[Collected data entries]
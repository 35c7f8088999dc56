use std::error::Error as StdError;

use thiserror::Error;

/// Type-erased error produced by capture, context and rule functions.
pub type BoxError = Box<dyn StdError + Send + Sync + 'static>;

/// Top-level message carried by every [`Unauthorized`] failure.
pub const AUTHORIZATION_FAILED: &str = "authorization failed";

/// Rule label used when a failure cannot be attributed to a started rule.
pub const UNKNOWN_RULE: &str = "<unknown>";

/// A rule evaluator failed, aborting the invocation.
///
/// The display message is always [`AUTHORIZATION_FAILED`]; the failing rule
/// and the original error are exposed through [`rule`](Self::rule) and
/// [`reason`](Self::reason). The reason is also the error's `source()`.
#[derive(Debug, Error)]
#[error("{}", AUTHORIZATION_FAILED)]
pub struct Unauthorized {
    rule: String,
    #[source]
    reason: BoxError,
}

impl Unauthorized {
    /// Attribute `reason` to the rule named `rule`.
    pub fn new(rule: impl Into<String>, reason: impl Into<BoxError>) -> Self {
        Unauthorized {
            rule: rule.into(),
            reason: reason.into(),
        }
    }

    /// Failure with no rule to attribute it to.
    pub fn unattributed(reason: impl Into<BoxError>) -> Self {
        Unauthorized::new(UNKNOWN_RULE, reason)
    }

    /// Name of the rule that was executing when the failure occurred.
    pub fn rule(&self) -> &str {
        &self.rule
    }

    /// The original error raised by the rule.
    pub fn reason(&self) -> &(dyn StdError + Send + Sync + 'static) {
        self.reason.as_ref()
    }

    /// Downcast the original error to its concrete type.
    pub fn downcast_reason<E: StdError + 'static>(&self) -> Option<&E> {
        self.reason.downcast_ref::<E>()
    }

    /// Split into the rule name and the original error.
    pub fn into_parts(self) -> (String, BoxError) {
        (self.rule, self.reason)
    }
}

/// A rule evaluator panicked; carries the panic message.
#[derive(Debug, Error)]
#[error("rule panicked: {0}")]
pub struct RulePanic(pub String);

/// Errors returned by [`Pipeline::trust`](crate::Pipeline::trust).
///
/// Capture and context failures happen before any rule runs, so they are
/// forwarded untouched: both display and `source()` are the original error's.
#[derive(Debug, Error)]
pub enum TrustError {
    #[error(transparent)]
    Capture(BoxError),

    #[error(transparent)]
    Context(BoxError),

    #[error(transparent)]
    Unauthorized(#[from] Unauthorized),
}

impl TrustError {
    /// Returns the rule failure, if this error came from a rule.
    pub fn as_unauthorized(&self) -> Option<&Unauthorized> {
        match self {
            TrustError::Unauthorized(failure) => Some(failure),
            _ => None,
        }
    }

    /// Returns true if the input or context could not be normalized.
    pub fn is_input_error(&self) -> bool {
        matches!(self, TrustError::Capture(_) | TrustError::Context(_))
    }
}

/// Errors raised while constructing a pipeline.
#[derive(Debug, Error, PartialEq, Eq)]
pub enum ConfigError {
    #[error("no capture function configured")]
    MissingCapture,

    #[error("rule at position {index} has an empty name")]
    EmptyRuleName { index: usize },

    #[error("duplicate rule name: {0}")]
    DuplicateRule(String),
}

▶ **Directions for this task**
From the data above, output exactly the lines between the one containing "pub fn new(rule: impl" and the one containing "the original error.", counting both of them.

▶ **Answer to this exercise**
    pub fn new(rule: impl Into<String>, reason: impl Into<BoxError>) -> Self {
        Unauthorized {
            rule: rule.into(),
            reason: reason.into(),
        }
    }

    /// Failure with no rule to attribute it to.
    pub fn unattributed(reason: impl Into<BoxError>) -> Self {
        Unauthorized::new(UNKNOWN_RULE, reason)
    }

    /// Name of the rule that was executing when the failure occurred.
    pub fn rule(&self) -> &str {
        &self.rule
    }

    /// The original error raised by the rule.
    pub fn reason(&self) -> &(dyn StdError + Send + Sync + 'static) {
        self.reason.as_ref()
    }

    /// Downcast the original error to its concrete type.
    pub fn downcast_reason<E: StdError + 'static>(&self) -> Option<&E> {
        self.reason.downcast_ref::<E>()
    }

    /// Split into the rule name and the original error.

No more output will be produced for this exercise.